To Be a Good Leader, You Have to be a Good Follower (We’re All Following Somebody!)

Sermon Archive Cliff Notes from the eve of national elections of November 2008 
Readings from Matthew 23.1-12 & 1 Thessalonians 2.1-13
          Jesus calls the Pharisees hypocrites.  The word ‘hypocrite’ comes from the Greek word hupokrisis, meaning the ‘acting of a theatrical part’.  In other words, a hypocrite, someone we understand to pretend to have higher standards or beliefs than they really do, is an actor, someone who is pretending, someone who is wearing a mask.
          Now we’ve talked before about the masks we wear – but then we were thinking about the masks we put on to hide our sorrows from the world . . . now that is pretending, but it’s a different kind of pretending than we’re hearing about today.
          When I put on my mask to pretend I’m okay, I’m not humbling myself enough to believe that you might really care about me.  But the mask Jesus refers to is the one I put on to hide that I really don’t care about you.  The first is the mask of the follower; the second, the mask of the leader.  It is to the leader in all of us that these texts speak.

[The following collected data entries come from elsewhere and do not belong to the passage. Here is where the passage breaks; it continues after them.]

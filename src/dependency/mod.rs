//! Task dependency graph.
//!
//! Maintains a directed precedence graph between task identities and refuses
//! any edge that would introduce a self-loop or a cycle. The module follows
//! the same hexagonal split as the rest of the crate:
//!
//! - Domain types and the adjacency index in [`domain`]
//! - Port contracts in [`ports`]
//! - Adapter implementations in [`adapters`]
//! - Orchestration services in [`services`]

pub mod adapters;
pub mod domain;
pub mod ports;
pub mod services;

               This week, all over the country, candidates of one side will pack their bags and go home when the other side steps into the victor’s seat.  The keys to the earthly ‘kingdom’ will be passed along.  And life will go on.
          But if we follow our usual pattern, the ink won’t be dry on the page before we’re crying foul or criticizing the new leaders, before they’ve even gotten the chair warm.
          Before we get too righteous in our indignation, let us remember that we too are leaders, that we too are setting an example, that we too are called to be in the burden sharing as well as the burden bearing business of life . . .
          Husbands and wives, sons and daughters, grandchildren, family and friends, younger sisters and brothers, neighbors and strangers,  all are led by you . . .
          What Paul understood, what is central to his message to the Thessalonians, is that how you lead is determined by whom you follow . . . and we all follow someone or something . . .
          So like Paul, remember always that God is your leader . . .
          The word ‘cynical’ is defined as believing the worst about human beings and their nature.  There is no room for the cynical in the kingdom . . . and cynicism, like a disease, is contagious . . .
          So here’s a challenge particularly suited to this time in our nation . . . drop the cynicism . . . try believing the best rather than the worst about the candidates . . . all of them . . .
          Pray the best for all of them . . .
          And who knows, maybe, just maybe, they will become the leaders we need.
          But the real miracle is that maybe, just maybe, we will become the leaders we’ve been  looking for . .


CHARGE:
                 On this eve of elections, I charge you in the words of John Wesley, the founder of the Methodist tradition, "Though we cannot think alike, may we not love alike? May we not be of one heart, though we are not of one opinion? Without all doubt, we may. Herein all the children of God may unite, notwithstanding these smaller differences”.